>>>

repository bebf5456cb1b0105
//! Snapshots of directory trees: capturing them relative to an earlier
//! snapshot, turning them into bytes and back, and writing them out again.

mod container;
mod differ;
mod entry;
mod materializer;
mod metadata;

pub use container::{ContainerError, Snapshot};
pub use differ::{DiffError, SnapshotDiffer};
pub use entry::{Entry, EntryKind, EntrySummary};
pub use materializer::{DeletionPolicy, MaterializeError, SnapshotMaterializer};
pub use metadata::{JsonMetadataCodec, MetadataCodec};
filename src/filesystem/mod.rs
//! Filesystem capabilities the differ and materializer are written against.

mod local;

use std::io;
use std::path::Path;
use std::time::SystemTime;

pub use local::LocalFilesystem;

/// What the differ needs to know about a single path.
#[derive(Debug, Clone, Copy, PartialEq, Eq)]
pub struct FileStat {
    pub is_directory: bool,
    pub modified_at: Option<SystemTime>,
}

pub trait Filesystem {
    /// Returns `Ok(None)` when nothing exists at `path`.
    async fn stat(&self, path: &Path) -> io::Result<Option<FileStat>>;
    /// Names of the directory's entries, sorted.
    async fn list_directory(&self, path: &Path) -> io::Result<Vec<String>>;
    async fn read_file(&self, path: &Path) -> io::Result<Vec<u8>>;
    /// Creates or truncates the file at `path`.
    async fn write_file(&self, path: &Path, data: Vec<u8>) -> io::Result<()>;
    /// Succeeds if the directory already exists.
    async fn create_directory_recursive(&self, path: &Path) -> io::Result<()>;
    /// Removes a file or a whole directory tree. Succeeds if nothing is there.
    async fn remove(&self, path: &Path) -> io::Result<()>;
}
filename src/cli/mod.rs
mod cli;

pub use cli::{Cli, Command};
use std::borrow::Cow;
use std::io;
use std::path::{Path, PathBuf};

use compio::fs;
use hashlink::LinkedHashMap;
use saphyr::{LoadableYamlNode, Scalar, Yaml};
use snafu::prelude::*;
use tracing::{debug, info};

use crate::ext::BestEffortPathExt;
use crate::snapshot::DeletionPolicy;

pub const DEFAULT_CONFIG_FILE_NAME: &str = "treepack.yaml";
const DEFAULT_STATE_PATH: &str = ".treepack/state.json";
const STATE_DIRECTORY_NAME: &str = ".treepack";

#[derive(Debug, Clone, PartialEq, Eq)]
pub struct Config {
    /// Entry names skipped at every depth of a packed tree.
    pub exclude: Vec<String>,
    pub deletions: DeletionPolicy,
    /// Where the root entry of the last pack is kept.
    pub state_path: PathBuf,
}

impl Default for Config {
    fn default() -> Self {
        Self {
            exclude: vec![STATE_DIRECTORY_NAME.to_string()],
            deletions: DeletionPolicy::default(),
            state_path: PathBuf::from(DEFAULT_STATE_PATH),
        }
    }
}

impl Config {
    /// Reads the config file at `path`, falling back to defaults when it does not exist.
    pub async fn read(path: &Path) -> Result<Self, ConfigCreationError> {
        debug!("Opening config file: {}", path.best_effort_path_display());
        let bytes = match fs::read(path).await {
            Ok(bytes) => bytes,
            Err(err) if err.kind() == io::ErrorKind::NotFound => {
                info!("No config file found, using defaults");
                return Ok(Self::default());
            }
            Err(err) => {
                return Err(err).context(ReadSnafu {
                    file_path: path.best_effort_path_display(),
                });
            }
        };

        let contents = String::from_utf8(bytes).map_err(|_| ConfigCreationError::NotUtf8 {
            file_path: path.best_effort_path_display(),
        })?;
        contents.as_str().try_into()
    }

    fn parse_exclude(
        top_level: &LinkedHashMap<Yaml, Yaml>,
    ) -> Result<Vec<String>, ConfigCreationError> {
        let Some(value) = top_level.get(&key("exclude")) else {
            return Ok(Self::default().exclude);
        };
        if matches!(value, Yaml::Value(Scalar::Null)) {
            return Ok(Vec::new());
        }

        value
            .as_sequence()
            .context(ExcludeNotListSnafu)?
            .iter()
            .map(|item| {
                item.as_str()
                    .map(str::to_string)
                    .context(ExcludeNotListSnafu)
            })
            .collect()
    }

    fn parse_deletions(
        top_level: &LinkedHashMap<Yaml, Yaml>,
    ) -> Result<DeletionPolicy, ConfigCreationError> {
        let Some(value) = top_level.get(&key("deletions")) else {
            return Ok(DeletionPolicy::default());
        };

        match value.as_str() {
            Some("remove") => Ok(DeletionPolicy::Remove),
            Some("skip") => Ok(DeletionPolicy::Skip),
            other => UnknownDeletionPolicySnafu {
                value: format!("{:?}", other.unwrap_or_default()),
            }
            .fail(),
        }
    }

    fn parse_state_path(
        top_level: &LinkedHashMap<Yaml, Yaml>,
    ) -> Result<PathBuf, ConfigCreationError> {
        match top_level.get(&key("state")) {
            None => Ok(PathBuf::from(DEFAULT_STATE_PATH)),
            Some(value) => value
                .as_str()
                .map(PathBuf::from)
                .context(StateNotStringSnafu),
        }
    }
}

fn key(name: &'static str) -> Yaml<'static> {
    Yaml::Value(Scalar::String(Cow::Borrowed(name)))
}

impl TryFrom<&str> for Config {
    type Error = ConfigCreationError;

    fn try_from(contents: &str) -> Result<Self, Self::Error> {
        let documents = Yaml::load_from_str(contents).context(ParseSnafu)?;
        let Some(document) = documents.first() else {
            debug!("Config file is empty, using defaults");
            return Ok(Self::default());
        };

        let top_level = document.as_mapping().context(TopLevelNotMapSnafu)?;

        Ok(Self {
            exclude: Self::parse_exclude(top_level)?,
            deletions: Self::parse_deletions(top_level)?,
            state_path: Self::parse_state_path(top_level)?,
        })
    }
}

#[derive(Debug, Snafu)]
pub enum ConfigCreationError {
    #[snafu(display("Failed to read the config file: {}", file_path))]
    ReadError {
        file_path: String,
        source: std::io::Error,
    },
    #[snafu(display("The config file {} is not valid UTF-8", file_path))]
    NotUtf8 { file_path: String },
    #[snafu(display("Failed to parse the config file"))]
    ParseError { source: saphyr::ScanError },
    #[snafu(display("Top level of config should be a map"))]
    TopLevelNotMap,
    #[snafu(display("'exclude' should be a list of names"))]
    ExcludeNotList,
    #[snafu(display("'deletions' should be 'remove' or 'skip', got {}", value))]
    UnknownDeletionPolicy { value: String },
    #[snafu(display("'state' should be a path"))]
    StateNotString,
}

#[cfg(test)]
mod tests {
    use super::*;
    use rstest::*;

    fn parse(contents: &str) -> Result<Config, ConfigCreationError> {
        contents.try_into()
    }

    #[compio::test]
    async fn missing_file_yields_defaults() {
        let temp_dir = tempfile::TempDir::new().expect("Failed to create temp directory");

        let config = Config::read(&temp_dir.path().join(DEFAULT_CONFIG_FILE_NAME))
            .await
            .expect("Missing config should not fail");

        assert_eq!(config, Config::default());
    }

    #[compio::test]
    async fn config_is_read_from_disk() {
        let temp_dir = tempfile::TempDir::new().expect("Failed to create temp directory");
        let path = temp_dir.path().join(DEFAULT_CONFIG_FILE_NAME);
        std::fs::write(&path, "deletions: skip\n").unwrap();

        let config = Config::read(&path).await.expect("Failed to read config");

        assert_eq!(config.deletions, DeletionPolicy::Skip);
    }

    #[test]
    fn full_config_is_parsed() {
        let config = parse(
            r#"
exclude:
  - .git
  - target
deletions: skip
state: /var/lib/treepack/state.json
"#,
        )
        .expect("Failed to parse config");

        assert_eq!(config.exclude, vec![".git", "target"]);
        assert_eq!(config.deletions, DeletionPolicy::Skip);
        assert_eq!(config.state_path, PathBuf::from("/var/lib/treepack/state.json"));
    }

    #[rstest]
    #[case("")]
    #[case("unrelated: value")]
    fn absent_settings_fall_back_to_defaults(#[case] contents: &str) {
        assert_eq!(parse(contents).unwrap(), Config::default());
    }

    #[test]
    fn null_exclude_means_no_exclusions() {
        assert!(parse("exclude:").unwrap().exclude.is_empty());
    }

    #[test]
    fn invalid_yaml_is_a_parse_error() {
        assert!(matches!(
            parse("invalid: yaml: content: [unclosed"),
            Err(ConfigCreationError::ParseError { .. })
        ));
    }

    #[rstest]
    #[case("- item1\n- item2")]
    #[case("just a string")]
    fn non_map_top_level_is_rejected(#[case] contents: &str) {
        assert!(matches!(
            parse(contents),
            Err(ConfigCreationError::TopLevelNotMap)
        ));
    }

    #[rstest]
    #[case("exclude: .git")]
    #[case("exclude:\n  - nested:\n      - list")]
    fn exclude_must_be_a_list_of_names(#[case] contents: &str) {
        assert!(matches!(
            parse(contents),
            Err(ConfigCreationError::ExcludeNotList)
        ));
    }

    #[rstest]
    #[case("deletions: recreate")]
    #[case("deletions: [remove]")]
    fn unknown_deletion_policy_is_rejected(#[case] contents: &str) {
        assert!(matches!(
            parse(contents),
            Err(ConfigCreationError::UnknownDeletionPolicy { .. })
        ));
    }

    #[test]
    fn state_must_be_a_string() {
        assert!(matches!(
            parse("state:\n  nested: map"),
            Err(ConfigCreationError::StateNotString)
        ));
    }
}
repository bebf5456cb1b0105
mod log_level;

pub use log_level::LogLevel;
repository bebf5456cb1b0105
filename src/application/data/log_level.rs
use clap::ValueEnum;

#[derive(Debug, Clone, Copy, ValueEnum, Default)]
pub enum LogLevel {
    Trace,
    Debug,
    Info,
    #[default]
    Warn,
    Error,
    Silent,
}

impl LogLevel {
    pub fn to_tracing_level(self) -> Option<tracing::Level> {
        match self {
            LogLevel::Trace => Some(tracing::Level::TRACE),
            LogLevel::Debug => Some(tracing::Level::DEBUG),
            LogLevel::Info => Some(tracing::Level::INFO),
            LogLevel::Warn => Some(tracing::Level::WARN),
            LogLevel::Error => Some(tracing::Level::ERROR),
            LogLevel::Silent => None,
        }
    }
}

#[cfg(test)]
mod tests {
    use super::*;
    use rstest::*;

    #[rstest]
    #[case(LogLevel::Trace, Some(tracing::Level::TRACE))]
    #[case(LogLevel::Warn, Some(tracing::Level::WARN))]
    #[case(LogLevel::Silent, None)]
    fn maps_to_tracing_levels(#[case] level: LogLevel, #[case] expected: Option<tracing::Level>) {
        assert_eq!(level.to_tracing_level(), expected);
    }
}
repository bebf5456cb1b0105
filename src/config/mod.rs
mod config;

pub use config::{Config, ConfigCreationError, DEFAULT_CONFIG_FILE_NAME};
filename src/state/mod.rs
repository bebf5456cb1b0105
//! Host-side memory of the previously packed tree.

mod snapshot_state;

pub use snapshot_state::{SnapshotState, SnapshotStateError};
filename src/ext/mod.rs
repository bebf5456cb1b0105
mod best_effort_path_ext;

pub use best_effort_path_ext::BestEffortPathExt;
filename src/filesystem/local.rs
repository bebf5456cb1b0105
use std::io::{self, ErrorKind};
use std::path::Path;
use std::time::{SystemTime, UNIX_EPOCH};

use compio::fs;
use tracing::{debug, warn};

use crate::ext::BestEffortPathExt;
use crate::filesystem::{FileStat, Filesystem};

/// The host's own disk, through compio.
#[derive(Debug, Clone, Copy, Default)]
pub struct LocalFilesystem;

impl Filesystem for LocalFilesystem {
    async fn stat(&self, path: &Path) -> io::Result<Option<FileStat>> {
        match path.metadata() {
            Ok(metadata) => Ok(Some(FileStat {
                is_directory: metadata.is_dir(),
                modified_at: recordable_time(metadata.modified().ok(), path),
            })),
            Err(err) if err.kind() == ErrorKind::NotFound => Ok(None),
            Err(err) => Err(err),
        }
    }

    async fn list_directory(&self, path: &Path) -> io::Result<Vec<String>> {
        let mut names = Vec::new();
        for entry in path.read_dir()? {
            let name = entry?.file_name();
            match name.into_string() {
                Ok(name) => names.push(name),
                Err(name) => warn!(
                    "Skipping non UTF-8 entry {:?} in {}",
                    name,
                    path.best_effort_path_display()
                ),
            }
        }
        names.sort_unstable();
        Ok(names)
    }

    async fn read_file(&self, path: &Path) -> io::Result<Vec<u8>> {
        fs::read(path).await
    }

    async fn write_file(&self, path: &Path, data: Vec<u8>) -> io::Result<()> {
        fs::write(path, data).await.0
    }

    async fn create_directory_recursive(&self, path: &Path) -> io::Result<()> {
        fs::create_dir_all(path).await
    }

    async fn remove(&self, path: &Path) -> io::Result<()> {
        let metadata = match path.symlink_metadata() {
            Ok(metadata) => metadata,
            Err(err) if err.kind() == ErrorKind::NotFound => {
                debug!("Nothing to remove at {}", path.display());
                return Ok(());
            }
            Err(err) => return Err(err),
        };

        if metadata.is_dir() {
            std::fs::remove_dir_all(path)
        } else {
            fs::remove_file(path).await
        }
    }
}

/// Times before the epoch cannot be recorded and count as unknown, so the
/// file is always captured.
fn recordable_time(modified_at: Option<SystemTime>, path: &Path) -> Option<SystemTime> {
    modified_at.filter(|time| {
        let recordable = *time >= UNIX_EPOCH;
        if !recordable {
            debug!("Ignoring pre-epoch modification time of {}", path.display());
        }
        recordable
    })
}

#[cfg(test)]
mod tests {
    use super::*;
    use tempfile::TempDir;

    #[compio::test]
    async fn stat_reports_missing_path_as_none() {
        let temp_dir = TempDir::new().expect("Failed to create temp directory");

        let stat = LocalFilesystem
            .stat(&temp_dir.path().join("missing"))
            .await
            .expect("Stat of a missing path should not fail");

        assert_eq!(stat, None);
    }

    #[compio::test]
    async fn stat_distinguishes_files_and_directories() {
        let temp_dir = TempDir::new().expect("Failed to create temp directory");
        let file = temp_dir.path().join("file.txt");
        std::fs::write(&file, "content").expect("Failed to write file");

        let dir_stat = LocalFilesystem.stat(temp_dir.path()).await.unwrap().unwrap();
        let file_stat = LocalFilesystem.stat(&file).await.unwrap().unwrap();

        assert!(dir_stat.is_directory);
        assert!(!file_stat.is_directory);
        assert!(file_stat.modified_at.is_some());
    }

    #[compio::test]
    async fn list_directory_returns_sorted_names() {
        let temp_dir = TempDir::new().expect("Failed to create temp directory");
        for name in ["b.txt", "a.txt", "c"] {
            std::fs::write(temp_dir.path().join(name), "").expect("Failed to write file");
        }

        let names = LocalFilesystem.list_directory(temp_dir.path()).await.unwrap();

        assert_eq!(names, vec!["a.txt", "b.txt", "c"]);
    }

    #[compio::test]
    async fn write_then_read_file() {
        let temp_dir = TempDir::new().expect("Failed to create temp directory");
        let file = temp_dir.path().join("data.bin");

        LocalFilesystem
            .write_file(&file, b"payload".to_vec())
            .await
            .expect("Failed to write file");
        let data = LocalFilesystem.read_file(&file).await.expect("Failed to read file");

        assert_eq!(data, b"payload");
    }

    #[compio::test]
    async fn remove_handles_files_directories_and_missing_paths() {
        let temp_dir = TempDir::new().expect("Failed to create temp directory");
        let nested = temp_dir.path().join("dir/inner");
        std::fs::create_dir_all(&nested).expect("Failed to create directories");
        std::fs::write(nested.join("file.txt"), "x").expect("Failed to write file");
        let file = temp_dir.path().join("file.txt");
        std::fs::write(&file, "x").expect("Failed to write file");

        LocalFilesystem.remove(&temp_dir.path().join("dir")).await.unwrap();
        LocalFilesystem.remove(&file).await.unwrap();
        LocalFilesystem.remove(&temp_dir.path().join("missing")).await.unwrap();

        assert!(!temp_dir.path().join("dir").exists());
        assert!(!file.exists());
    }

    #[test]
    fn pre_epoch_times_are_unknown() {
        let path = Path::new("old.txt");
        let before = UNIX_EPOCH - std::time::Duration::from_secs(86_400);
        let after = UNIX_EPOCH + std::time::Duration::from_secs(86_400);

        assert_eq!(recordable_time(Some(before), path), None);
        assert_eq!(recordable_time(Some(UNIX_EPOCH), path), Some(UNIX_EPOCH));
        assert_eq!(recordable_time(Some(after), path), Some(after));
        assert_eq!(recordable_time(None, path), None);
    }

    #[compio::test]
    async fn file_from_before_the_epoch_is_stat_without_a_time() {
        let temp_dir = TempDir::new().expect("Failed to create temp directory");
        let file = temp_dir.path().join("old.txt");
        std::fs::write(&file, "vintage").expect("Failed to write file");
        let before = UNIX_EPOCH - std::time::Duration::from_secs(86_400);
        let applied = std::fs::File::options()
            .write(true)
            .open(&file)
            .and_then(|handle| handle.set_modified(before));
        if applied.is_err() || std::fs::metadata(&file).unwrap().modified().unwrap() >= UNIX_EPOCH {
            // The filesystem cannot hold pre-epoch times.
            return;
        }

        let stat = LocalFilesystem.stat(&file).await.unwrap().unwrap();

        assert_eq!(stat.modified_at, None);
    }
}
use std::path::PathBuf;

use crate::cli::{Cli, Command};

/// What the application was asked to do, stripped of presentation options.
#[derive(Debug, Clone)]
pub struct RuntimeConfig {
    pub command: Command,
    pub config_path: PathBuf,
}

impl From<Cli> for RuntimeConfig {
    fn from(cli: Cli) -> Self {
        Self {
            command: cli.command,
            config_path: cli.config,
        }
    }
}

<<<

◆ **Exercise brief**:
The answer should be a single number: the count of lines in the records that hold the string "differ".

◆ **Exercise response**:
4